Even after fixing some “how did I not see that error?” type problems, the mock component was still crashing, and the only way that could happen is if the queries being sent were too large (over 512 bytes), the query was corrupted or malformed and could not be decoded, or if the query wasn't the single query type supported by the mock component. And there was no way any of that could happen. We controlled all the data!

Or so I thought.

It turns out the mock component was receiving God knows what from random computers on the Internet, which is incredible when the computer the mock component is running on doesn't have a public IP address!

Well, okay, it does have a public address, but it's a public IPv6 address, but the queries causing the crashes were all coming from IPv4 addresses.

Wow.

About the only thing I got to explain that behavior is the IPv6 address is routed via a tunnel, and perhaps there's some routing leakage that lets public IPv4 packets through. Other than that, I got nothing.

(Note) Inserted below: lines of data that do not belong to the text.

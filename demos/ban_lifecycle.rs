use ban_warden::ban::{BanEvent, BanService, BanStore, ChannelSink, MigrationEngine};
use std::sync::Arc;
use tokio::sync::mpsc;
use uuid::Uuid;

#[tokio::main]
async fn main() {
    println!("Ban Lifecycle Walkthrough");
    println!("-------------------------");

    // Open a throwaway store
    let data_dir = std::env::temp_dir().join(format!("ban-warden-demo-{}", Uuid::new_v4()));
    let store = Arc::new(BanStore::open(&data_dir).await.expect("open store"));

    // Nothing legacy to migrate, but run the engine the way startup would
    let migrated = MigrationEngine::new(Arc::clone(&store))
        .run()
        .await
        .expect("migration");
    println!("\nLegacy records migrated: {migrated}");

    // Events land on this channel; print them as a collaborator would
    let (tx, mut rx) = mpsc::channel::<BanEvent>(16);
    let printer = tokio::spawn(async move {
        while let Some(event) = rx.recv().await {
            match event {
                BanEvent::Created { ban, notify } => {
                    println!(
                        "  [event] ban created: {} by {} (notify: {notify})",
                        ban.subject(),
                        ban.issuer()
                    );
                }
                BanEvent::Pardoned { ban, notify } => {
                    println!("  [event] ban pardoned: {} (notify: {notify})", ban.subject());
                }
            }
        }
    });

    let service = BanService::new(Arc::clone(&store), Arc::new(ChannelSink::new(tx)));
    service.reload_cache();

    // 1. Permanent ban
    println!("\n--- Banning Steve permanently ---");
    let created = service
        .ban_player("Steve", "Admin", "griefing spawn", 0, true)
        .await
        .expect("ban");
    println!("Ban created: {created}");
    println!("Is Steve banned? {}", service.is_player_banned("steve"));

    // 2. Duplicate ban is a no-op
    println!("\n--- Banning STEVE again (case variant) ---");
    let created = service
        .ban_player("STEVE", "Admin", "still griefing", 0, true)
        .await
        .expect("ban");
    println!("Ban created: {created} (already banned)");

    // 3. Annotate the active ban
    println!("\n--- Adding a comment ---");
    service
        .add_ban_comment("Steve", "Moderator", "second report this week")
        .await
        .expect("comment");
    let ban = service.get_player_ban("Steve").expect("active ban");
    println!("Reason: {}", ban.reason());
    println!("Comments: {:?}", ban.comments());

    // 4. Pardon, then ban again
    println!("\n--- Pardoning Steve ---");
    let pardoned = service.pardon_player("Steve", "Admin", false).await.expect("pardon");
    println!("Pardoned: {pardoned}");
    println!("Is Steve banned? {}", service.is_player_banned("Steve"));

    println!("\n--- Banning Steve again, 1 hour this time ---");
    service
        .ban_player("Steve", "Admin", "back at it", 3_600_000, true)
        .await
        .expect("ban");

    // 5. Full history survives every transition
    println!("\n--- Ban history for Steve ---");
    for ban in service.get_player_bans("steve") {
        println!(
            "  {} | state: {} | reason: {} | expires: {}",
            ban.created_at(),
            ban.state(),
            ban.reason(),
            ban.expires_at()
                .map_or_else(|| "never".to_string(), |at| at.to_string())
        );
    }

    drop(service);
    printer.await.ok();
    tokio::fs::remove_dir_all(&data_dir).await.ok();
    println!("\nBan lifecycle walkthrough completed successfully!");
}
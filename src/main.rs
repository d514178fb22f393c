use std::sync::Arc;

use ban_warden::ban::{BanEvent, BanService, BanStore, ChannelSink, MigrationEngine, SweepRequest};
use ban_warden::config::{CONFIG_FILE, WardenConfig};
use ban_warden::{CONSOLE_TARGET, Error, logging};
use tokio::sync::mpsc;
use tracing::{error, info};

/// Main function to run the ban warden
async fn async_main() -> Result<(), Error> {
    // Initialize logging
    logging::init()?;

    let config = WardenConfig::load(CONFIG_FILE).await?;
    info!(target: CONSOLE_TARGET, data_dir = %config.data_dir.display(), "Configuration loaded");

    let store = Arc::new(BanStore::open(&config.data_dir).await?);

    // The legacy migration must complete before any ban operation is served;
    // a fault here is fatal so we never run against a half-upgraded store.
    let migrated = MigrationEngine::new(Arc::clone(&store)).run().await?;
    if migrated > 0 {
        info!(target: CONSOLE_TARGET, migrated, "Migrated legacy ban records");
    }

    // Ban/pardon events flow into this channel; the consumer task stands in
    // for the enforcement/messaging collaborator.
    let (event_tx, mut event_rx) = mpsc::channel::<BanEvent>(100);
    tokio::spawn(async move {
        while let Some(event) = event_rx.recv().await {
            match &event {
                BanEvent::Created { ban, notify } => {
                    info!(
                        target: CONSOLE_TARGET,
                        subject = %ban.subject(),
                        issuer = %ban.issuer(),
                        notify,
                        "Ban created event"
                    );
                }
                BanEvent::Pardoned { ban, notify } => {
                    info!(
                        target: CONSOLE_TARGET,
                        subject = %ban.subject(),
                        notify,
                        "Ban pardoned event"
                    );
                }
            }
        }
    });

    let service = BanService::new(store, Arc::new(ChannelSink::new(event_tx)));
    service.reload_cache();

    let (sweep_tx, sweep_rx) = mpsc::channel::<SweepRequest>(100);
    service.start_sweep_task(sweep_rx, config.sweep_interval_seconds);

    info!(target: CONSOLE_TARGET, "Ban warden started");
    tokio::signal::ctrl_c().await?;

    info!(target: CONSOLE_TARGET, "Shutting down");
    if let Err(err) = sweep_tx.send(SweepRequest::Shutdown).await {
        error!(target: CONSOLE_TARGET, "Failed to stop sweep task: {err}");
    }

    Ok(())
}

fn main() {
    let result = tokio::runtime::Builder::new_multi_thread()
        .enable_all()
        .build()
        .expect("Failed to build runtime")
        .block_on(async_main());

    if let Err(err) = result {
        eprintln!("Error: {err}");
        std::process::exit(1);
    }
}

At the very least, I did fix the dodgy error handling so the mock component doesn't crash from data that it shouldn't get.


A trip to the hospital

Bunny was in the process of cutting up an old computer desk on the back porch with a sawzall when a chunk fell off in such a way not to break her big toe, but rip the nail off of it (ugh).

[It is perhaps a bad idea to cut heavy objects while not wearing steel tipped shoes.]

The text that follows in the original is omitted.